» PROBLEM
Search the data below for "flat"; list each line that holds it.

[Saved data entries]

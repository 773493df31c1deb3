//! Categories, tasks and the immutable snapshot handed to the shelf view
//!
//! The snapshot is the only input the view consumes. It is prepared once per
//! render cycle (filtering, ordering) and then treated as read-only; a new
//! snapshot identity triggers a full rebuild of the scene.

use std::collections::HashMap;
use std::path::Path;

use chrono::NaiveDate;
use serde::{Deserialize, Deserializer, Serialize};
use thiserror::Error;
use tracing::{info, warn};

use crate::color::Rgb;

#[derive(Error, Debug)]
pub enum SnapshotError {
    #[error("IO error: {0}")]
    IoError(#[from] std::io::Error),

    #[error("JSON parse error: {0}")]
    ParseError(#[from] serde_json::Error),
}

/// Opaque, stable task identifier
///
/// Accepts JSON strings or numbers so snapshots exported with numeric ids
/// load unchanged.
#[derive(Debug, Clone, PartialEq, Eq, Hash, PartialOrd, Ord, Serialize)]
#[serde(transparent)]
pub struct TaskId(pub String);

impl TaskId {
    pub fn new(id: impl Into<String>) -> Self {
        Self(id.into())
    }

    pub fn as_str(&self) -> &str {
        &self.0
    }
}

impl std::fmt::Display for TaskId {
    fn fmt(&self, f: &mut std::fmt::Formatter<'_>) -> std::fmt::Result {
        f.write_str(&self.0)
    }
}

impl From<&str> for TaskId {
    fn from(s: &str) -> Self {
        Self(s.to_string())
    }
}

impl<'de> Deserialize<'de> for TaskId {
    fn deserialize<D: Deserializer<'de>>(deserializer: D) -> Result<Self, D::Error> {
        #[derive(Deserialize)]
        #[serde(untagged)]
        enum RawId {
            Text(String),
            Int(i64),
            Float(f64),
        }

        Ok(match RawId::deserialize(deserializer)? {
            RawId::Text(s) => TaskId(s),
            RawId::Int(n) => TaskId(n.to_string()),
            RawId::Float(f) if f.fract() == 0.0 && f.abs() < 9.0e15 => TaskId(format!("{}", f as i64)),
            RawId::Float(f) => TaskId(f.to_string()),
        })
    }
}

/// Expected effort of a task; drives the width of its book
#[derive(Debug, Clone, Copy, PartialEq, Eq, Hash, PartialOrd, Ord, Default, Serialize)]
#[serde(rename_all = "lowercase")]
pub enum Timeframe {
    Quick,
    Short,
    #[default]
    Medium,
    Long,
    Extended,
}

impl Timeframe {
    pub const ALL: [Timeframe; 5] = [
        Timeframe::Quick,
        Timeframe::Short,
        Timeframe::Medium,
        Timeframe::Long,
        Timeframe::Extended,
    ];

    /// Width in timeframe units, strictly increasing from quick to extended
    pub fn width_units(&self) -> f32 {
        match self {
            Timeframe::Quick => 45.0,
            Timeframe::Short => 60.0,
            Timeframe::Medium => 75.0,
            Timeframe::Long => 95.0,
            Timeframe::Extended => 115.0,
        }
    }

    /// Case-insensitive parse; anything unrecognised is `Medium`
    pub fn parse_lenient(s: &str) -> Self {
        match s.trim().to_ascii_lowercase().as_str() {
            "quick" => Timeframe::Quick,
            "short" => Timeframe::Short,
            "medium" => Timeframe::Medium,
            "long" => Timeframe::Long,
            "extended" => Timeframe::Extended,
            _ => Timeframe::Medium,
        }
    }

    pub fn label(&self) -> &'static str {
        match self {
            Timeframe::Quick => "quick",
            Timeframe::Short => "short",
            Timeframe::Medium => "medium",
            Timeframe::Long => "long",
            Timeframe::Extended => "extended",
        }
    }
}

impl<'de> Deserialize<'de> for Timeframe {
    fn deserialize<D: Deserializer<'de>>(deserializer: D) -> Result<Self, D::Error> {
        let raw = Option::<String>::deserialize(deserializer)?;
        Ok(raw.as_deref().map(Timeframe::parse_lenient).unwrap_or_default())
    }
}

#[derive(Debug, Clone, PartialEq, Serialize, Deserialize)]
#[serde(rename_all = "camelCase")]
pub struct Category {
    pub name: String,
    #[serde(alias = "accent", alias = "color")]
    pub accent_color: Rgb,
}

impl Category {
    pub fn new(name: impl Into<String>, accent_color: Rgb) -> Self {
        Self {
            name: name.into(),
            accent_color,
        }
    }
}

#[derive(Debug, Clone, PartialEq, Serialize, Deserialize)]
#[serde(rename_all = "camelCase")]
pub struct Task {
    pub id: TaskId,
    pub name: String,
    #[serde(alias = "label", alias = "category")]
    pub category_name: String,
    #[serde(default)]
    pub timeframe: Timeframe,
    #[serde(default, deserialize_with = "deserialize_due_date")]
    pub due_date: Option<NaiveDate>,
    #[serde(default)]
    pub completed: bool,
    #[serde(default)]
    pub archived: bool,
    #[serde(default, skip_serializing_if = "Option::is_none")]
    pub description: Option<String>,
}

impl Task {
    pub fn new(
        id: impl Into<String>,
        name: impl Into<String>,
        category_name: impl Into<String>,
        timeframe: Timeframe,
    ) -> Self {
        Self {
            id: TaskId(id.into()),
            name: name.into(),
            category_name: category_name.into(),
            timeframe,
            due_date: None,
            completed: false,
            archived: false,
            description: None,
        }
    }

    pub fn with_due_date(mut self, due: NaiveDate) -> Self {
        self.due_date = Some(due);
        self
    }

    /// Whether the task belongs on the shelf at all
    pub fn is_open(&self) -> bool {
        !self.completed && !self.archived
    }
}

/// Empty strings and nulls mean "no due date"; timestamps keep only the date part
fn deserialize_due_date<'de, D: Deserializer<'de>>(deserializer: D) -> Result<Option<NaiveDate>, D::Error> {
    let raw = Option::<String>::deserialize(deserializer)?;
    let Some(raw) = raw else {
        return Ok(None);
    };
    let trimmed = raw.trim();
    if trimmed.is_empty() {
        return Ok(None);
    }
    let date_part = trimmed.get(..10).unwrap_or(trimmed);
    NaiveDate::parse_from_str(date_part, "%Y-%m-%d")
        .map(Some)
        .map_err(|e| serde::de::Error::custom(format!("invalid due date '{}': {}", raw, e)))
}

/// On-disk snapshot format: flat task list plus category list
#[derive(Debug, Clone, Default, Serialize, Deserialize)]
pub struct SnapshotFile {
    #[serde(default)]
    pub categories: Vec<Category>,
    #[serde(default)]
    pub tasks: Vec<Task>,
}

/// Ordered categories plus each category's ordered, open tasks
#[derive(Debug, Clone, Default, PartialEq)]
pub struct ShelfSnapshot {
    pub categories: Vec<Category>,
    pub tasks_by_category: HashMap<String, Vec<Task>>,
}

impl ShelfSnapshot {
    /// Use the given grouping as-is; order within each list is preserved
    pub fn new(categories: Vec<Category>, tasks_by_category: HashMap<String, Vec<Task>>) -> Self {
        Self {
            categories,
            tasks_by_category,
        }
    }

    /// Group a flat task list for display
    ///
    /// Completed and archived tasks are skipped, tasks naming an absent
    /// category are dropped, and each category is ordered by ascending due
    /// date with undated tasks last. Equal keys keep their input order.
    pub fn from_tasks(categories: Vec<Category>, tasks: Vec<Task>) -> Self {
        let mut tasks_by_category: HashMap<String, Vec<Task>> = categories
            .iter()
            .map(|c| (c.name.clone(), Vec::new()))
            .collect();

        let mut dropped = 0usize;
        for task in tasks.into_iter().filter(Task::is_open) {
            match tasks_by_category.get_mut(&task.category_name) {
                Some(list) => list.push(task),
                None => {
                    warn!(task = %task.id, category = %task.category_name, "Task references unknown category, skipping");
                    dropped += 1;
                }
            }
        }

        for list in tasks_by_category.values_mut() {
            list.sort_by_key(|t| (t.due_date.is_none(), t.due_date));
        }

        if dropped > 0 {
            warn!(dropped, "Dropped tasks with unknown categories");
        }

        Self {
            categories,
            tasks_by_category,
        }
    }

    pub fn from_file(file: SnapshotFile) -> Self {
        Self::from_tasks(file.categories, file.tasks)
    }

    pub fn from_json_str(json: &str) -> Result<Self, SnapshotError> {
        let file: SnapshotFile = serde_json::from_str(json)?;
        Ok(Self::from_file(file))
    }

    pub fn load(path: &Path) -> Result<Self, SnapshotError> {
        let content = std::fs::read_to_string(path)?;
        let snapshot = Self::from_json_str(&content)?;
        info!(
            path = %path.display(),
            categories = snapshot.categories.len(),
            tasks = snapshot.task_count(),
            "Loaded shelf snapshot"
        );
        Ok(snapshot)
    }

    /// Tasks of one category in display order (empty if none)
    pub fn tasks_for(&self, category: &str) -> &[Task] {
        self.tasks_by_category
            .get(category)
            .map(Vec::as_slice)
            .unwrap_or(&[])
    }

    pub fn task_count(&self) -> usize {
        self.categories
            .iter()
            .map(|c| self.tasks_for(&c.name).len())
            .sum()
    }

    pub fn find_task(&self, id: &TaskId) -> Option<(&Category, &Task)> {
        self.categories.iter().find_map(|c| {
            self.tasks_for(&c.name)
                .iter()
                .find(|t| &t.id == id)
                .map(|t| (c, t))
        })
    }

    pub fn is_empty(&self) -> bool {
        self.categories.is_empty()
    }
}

» COMPLETED TASK
/// On-disk snapshot format: flat task list plus category list
    /// Group a flat task list for display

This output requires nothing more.